New project to identify damage to photovoltaic systems and develop solutions

Two decades ago, solar energy capacity in snowy northern regions was almost nonexistent. Today, because of dramatic cost drops, some of the fastest-growing regions for photovoltaics are now above 40 degrees north latitude, where snow is abundant in winter.

Snow and ice can physically stress modules, resulting in breakage. Moreover, while snow on the ground is highly reflective and can boost photovoltaic solar energy output, snow that covers the panels blocks sunlight from reaching the solar cells. Estimated snow losses, or the energy lost when snow shades photovoltaic panels, range from 1% to 15% annually and can reach as high as 90% in a month, depending on specific climatic and system design factors. At that scale of loss, major snowstorms that sweep across the country can reduce solar generation at a regional scale.

The snow-photovoltaic nexus

Over the past six years, Sandia has emerged as a leader in the study of snow and its effects on photovoltaic performance and reliability at northern latitudes, with funding from the DOE Solar Energy Technologies Office.

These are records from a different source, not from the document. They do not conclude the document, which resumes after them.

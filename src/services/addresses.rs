use chrono::Utc;
use sea_orm::{
    ActiveModelTrait, ColumnTrait, DatabaseConnection, EntityTrait, QueryFilter, QueryOrder, Set,
};
use std::sync::Arc;
use tracing::{info, instrument};
use uuid::Uuid;

use crate::entities::address::{self, Entity as Address};
use crate::errors::ServiceError;

/// Input for creating an address; field validation happens at the handler
/// boundary, ownership is stamped here.
#[derive(Debug, Clone)]
pub struct NewAddress {
    pub full_name: String,
    pub phone_number: String,
    pub pincode: String,
    pub area: String,
    pub city: String,
    pub state: String,
}

/// Owner-scoped address store. Every query is filtered by the principal id;
/// there is no path that reads another principal's rows.
#[derive(Clone)]
pub struct AddressService {
    db: Arc<DatabaseConnection>,
}

impl AddressService {
    pub fn new(db: Arc<DatabaseConnection>) -> Self {
        Self { db }
    }

    #[instrument(skip(self, input), fields(user_id = %user_id))]
    pub async fn create_address(
        &self,
        user_id: &str,
        input: NewAddress,
    ) -> Result<address::Model, ServiceError> {
        let model = address::ActiveModel {
            id: Set(Uuid::new_v4()),
            user_id: Set(user_id.to_string()),
            full_name: Set(input.full_name),
            phone_number: Set(input.phone_number),
            pincode: Set(input.pincode),
            area: Set(input.area),
            city: Set(input.city),
            state: Set(input.state),
            created_at: Set(Utc::now()),
        };

        let address = model.insert(&*self.db).await?;
        info!(address_id = %address.id, "address created");
        Ok(address)
    }

    #[instrument(skip(self), fields(user_id = %user_id))]
    pub async fn list_addresses(&self, user_id: &str) -> Result<Vec<address::Model>, ServiceError> {
        let addresses = Address::find()
            .filter(address::Column::UserId.eq(user_id))
            .order_by_desc(address::Column::CreatedAt)
            .all(&*self.db)
            .await?;
        Ok(addresses)
    }

    /// Fetch an address only if it belongs to the given principal. Used by
    /// both checkout paths; a miss is terminal for the checkout.
    #[instrument(skip(self), fields(address_id = %address_id, user_id = %user_id))]
    pub async fn get_owned(
        &self,
        address_id: Uuid,
        user_id: &str,
    ) -> Result<address::Model, ServiceError> {
        Address::find_by_id(address_id)
            .filter(address::Column::UserId.eq(user_id))
            .one(&*self.db)
            .await?
            .ok_or_else(|| ServiceError::NotFound("Address not found".to_string()))
    }
}
use std::sync::Arc;

use axum::{
    body::Body,
    http::{Method, Request},
    response::Response,
    Router,
};
use chrono::Utc;
use jsonwebtoken::{encode, EncodingKey, Header};
use rust_decimal::Decimal;
use sea_orm::{ActiveModelTrait, Set};
use serde_json::Value;
use storefront_api::{
    api_v1_routes,
    auth::{AuthService, Claims},
    config::AppConfig,
    db,
    entities::{address, product},
    events::{self, EventSender},
    handlers::AppServices,
    AppState,
};
use tokio::sync::mpsc;
use tower::ServiceExt;
use uuid::Uuid;

pub const TEST_USER: &str = "user_test_1";
pub const TEST_EMAIL: &str = "shopper@example.com";
pub const WEBHOOK_SECRET: &str = "whsec_test_secret";

/// Helper harness spinning up the full router over a throwaway SQLite file.
pub struct TestApp {
    router: Router,
    pub state: AppState,
    token: String,
    db_file: String,
}

impl TestApp {
    pub async fn new() -> Self {
        Self::with_config(|_| {}).await
    }

    /// Construct a new test application with fresh database state, letting the
    /// caller tweak configuration (e.g. point the payment gateway at a mock).
    pub async fn with_config(mutate: impl FnOnce(&mut AppConfig)) -> Self {
        let db_file = format!("storefront_test_{}.db", Uuid::new_v4().simple());
        let _ = std::fs::remove_file(&db_file);

        let mut cfg = AppConfig::new(
            format!("sqlite://{db_file}?mode=rwc"),
            "test_secret_key_for_testing_purposes_only_32chars",
            "sk_test_gateway",
            WEBHOOK_SECRET,
            "127.0.0.1",
            18_080,
            "test",
        );
        cfg.db_max_connections = 1;
        cfg.db_min_connections = 1;
        mutate(&mut cfg);

        let pool = db::establish_connection_from_app_config(&cfg)
            .await
            .expect("test database");
        db::run_migrations(&pool).await.expect("migrations");
        let db_arc = Arc::new(pool);

        let (event_tx, event_rx) = mpsc::channel(64);
        let event_sender = EventSender::new(event_tx);
        tokio::spawn(events::process_events(event_rx));

        let auth_service = Arc::new(AuthService::new(&cfg));
        let services =
            AppServices::new(db_arc.clone(), event_sender.clone(), &cfg).expect("app services");

        let state = AppState {
            db: db_arc,
            config: cfg.clone(),
            event_sender,
            services,
        };

        let router = Router::new()
            .nest("/api/v1", api_v1_routes(auth_service))
            .with_state(state.clone());

        let token = issue_token(&cfg, TEST_USER, Some(TEST_EMAIL));

        Self {
            router,
            state,
            token,
            db_file,
        }
    }

    pub async fn request(
        &self,
        method: Method,
        uri: &str,
        body: Option<Value>,
        bearer: Option<&str>,
    ) -> Response {
        let mut builder = Request::builder().method(method).uri(uri);
        if let Some(token) = bearer {
            builder = builder.header("authorization", format!("Bearer {token}"));
        }

        let request = match body {
            Some(json) => builder
                .header("content-type", "application/json")
                .body(Body::from(json.to_string())),
            None => builder.body(Body::empty()),
        }
        .expect("request");

        self.router.clone().oneshot(request).await.expect("response")
    }

    pub async fn request_authenticated(
        &self,
        method: Method,
        uri: &str,
        body: Option<Value>,
    ) -> Response {
        let token = self.token.clone();
        self.request(method, uri, body, Some(&token)).await
    }

    /// Raw request with arbitrary headers (used by the webhook tests, which
    /// authenticate with a signature instead of a bearer token).
    pub async fn request_with_headers(
        &self,
        method: Method,
        uri: &str,
        headers: &[(&str, String)],
        body: String,
    ) -> Response {
        let mut builder = Request::builder()
            .method(method)
            .uri(uri)
            .header("content-type", "application/json");
        for (name, value) in headers {
            builder = builder.header(*name, value);
        }

        let request = builder.body(Body::from(body)).expect("request");
        self.router.clone().oneshot(request).await.expect("response")
    }

    pub async fn seed_product(
        &self,
        name: &str,
        price: Decimal,
        offer_price: Option<Decimal>,
    ) -> product::Model {
        product::ActiveModel {
            id: Set(Uuid::new_v4()),
            name: Set(name.to_string()),
            description: Set(format!("{name} description")),
            price: Set(price),
            offer_price: Set(offer_price),
            image: Set(Some(serde_json::json!(
                "https://cdn.example.com/products/item.png"
            ))),
            category: Set(None),
            created_at: Set(Utc::now()),
        }
        .insert(&*self.state.db)
        .await
        .expect("seed product")
    }

    pub async fn seed_address(&self, user_id: &str) -> address::Model {
        address::ActiveModel {
            id: Set(Uuid::new_v4()),
            user_id: Set(user_id.to_string()),
            full_name: Set("Asha Patel".to_string()),
            phone_number: Set("555-0100".to_string()),
            pincode: Set("400001".to_string()),
            area: Set("12 Harbor Lane".to_string()),
            city: Set("Mumbai".to_string()),
            state: Set("MH".to_string()),
            created_at: Set(Utc::now()),
        }
        .insert(&*self.state.db)
        .await
        .expect("seed address")
    }
}

impl Drop for TestApp {
    fn drop(&mut self) {
        let _ = std::fs::remove_file(&self.db_file);
    }
}

pub fn issue_token(cfg: &AppConfig, sub: &str, email: Option<&str>) -> String {
    let now = Utc::now().timestamp();
    let claims = Claims {
        sub: sub.to_string(),
        email: email.map(str::to_string),
        iat: now,
        exp: now + 3600,
        iss: cfg.auth_issuer.clone(),
        aud: cfg.auth_audience.clone(),
    };
    encode(
        &Header::default(),
        &claims,
        &EncodingKey::from_secret(cfg.jwt_secret.as_bytes()),
    )
    .expect("token")
}

/// Sign a webhook body the way the provider does: hex HMAC-SHA256 over
/// `"{t}.{body}"` under the shared secret.
pub fn sign_webhook(secret: &str, body: &str) -> String {
    use hmac::{Hmac, Mac};
    use sha2::Sha256;

    let ts = Utc::now().timestamp();
    let mut mac =
        Hmac::<Sha256>::new_from_slice(secret.as_bytes()).expect("hmac accepts any key length");
    mac.update(ts.to_string().as_bytes());
    mac.update(b".");
    mac.update(body.as_bytes());
    format!("t={},v1={}", ts, hex::encode(mac.finalize().into_bytes()))
}

pub async fn response_json(response: Response) -> Value {
    let bytes = axum::body::to_bytes(response.into_body(), usize::MAX)
        .await
        .expect("response body bytes");
    serde_json::from_slice(&bytes).expect("json response")
}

Working with the University of Alaska-Fairbanks and Michigan Technological University, as well as multiple industry partners, Sandia has advanced research on the snow-photovoltaic nexus. This research includes development of advanced snow-performance models, identification of technologies and designs to accelerate snow shedding, and development and deployment of monitoring stations to measure the amount of light that passes through snow and the weight of snow on photovoltaic panels.

“Snow on PV systems presents a unique challenge,” said Sandia scientist and principal investigator Laurie Burnham. “Not only is snow ubiquitous in the northern U.S. in winter — and therefore, seasonally predictable — it is a repetitive and persistent stressor. Our team is making important strides toward shifting the industry away from a one-size-fits-all approach to photovoltaics by generating the data to support the adoption of solar designs and technologies that are more efficient in wintry climates.”

Understanding solar infrastructure in severe weather

The current three-year project, “Increasing the efficiency and resilience of PV systems in Northern Regions,” will formally end in September but then immediately expand into a broader effort aimed at securing the nation’s solar infrastructure against severe weather, including snowstorms.

Sandia will lead the new three-year DOE-funded project, “Securing solar technologies through optimization, resilience and modeled systems,” known as SSTORMS. The Sandia project team will include Laurie Burnham, Dan Riley, Bruce King, Thushara Gunda and Nicole Jackson.

Lawrence Berkeley National Laboratory and the National Renewable Energy Laboratory will contribute to the project, which will focus on identifying physical damages to photovoltaic systems and components caused by specific storm categories, developing technical solutions and hardening strategies to ensure resource availability, and disseminating best practices to stakeholders.

Like Sandia’s snow-focused research, the SSTORMS project will investigate the performance and reliability of photovoltaic power plants in the context of global climate change and the associated increase in the frequency and severity of extreme weather events. Extreme weather events can inflict catastrophic damage on photovoltaic systems, including the shattering of glass and collapse of racks, that can cause the destruction of individual modules or even whole systems.

Damage can also be subcatastrophic, such as internal damage to the solar cells or other module components that may not be detected through a visual inspection. Undiagnosed damage may worsen over time, resulting in accelerated performance degradation or the accelerated aging of module components. Such damage is only detectable with costly diagnostic techniques like infrared or electroluminescence imaging.

The team will investigate both damage categories to identify vulnerabilities and opportunities for storm-hardening. They will also create a risk index to inform future photovoltaic siting and design decisions and create resource adequacy models to ensure sufficient generation in a solar-dominant energy future. Storm categories of greatest interest to the team are hurricanes, floods, tornados and hail, in addition to snow.

“This is the time,” Laurie said, “to take an objective and thorough look at the reliability of our solar infrastructure in the face of global climate change and increased storm activity and make sure it is robust. Our new project aims to do just that.”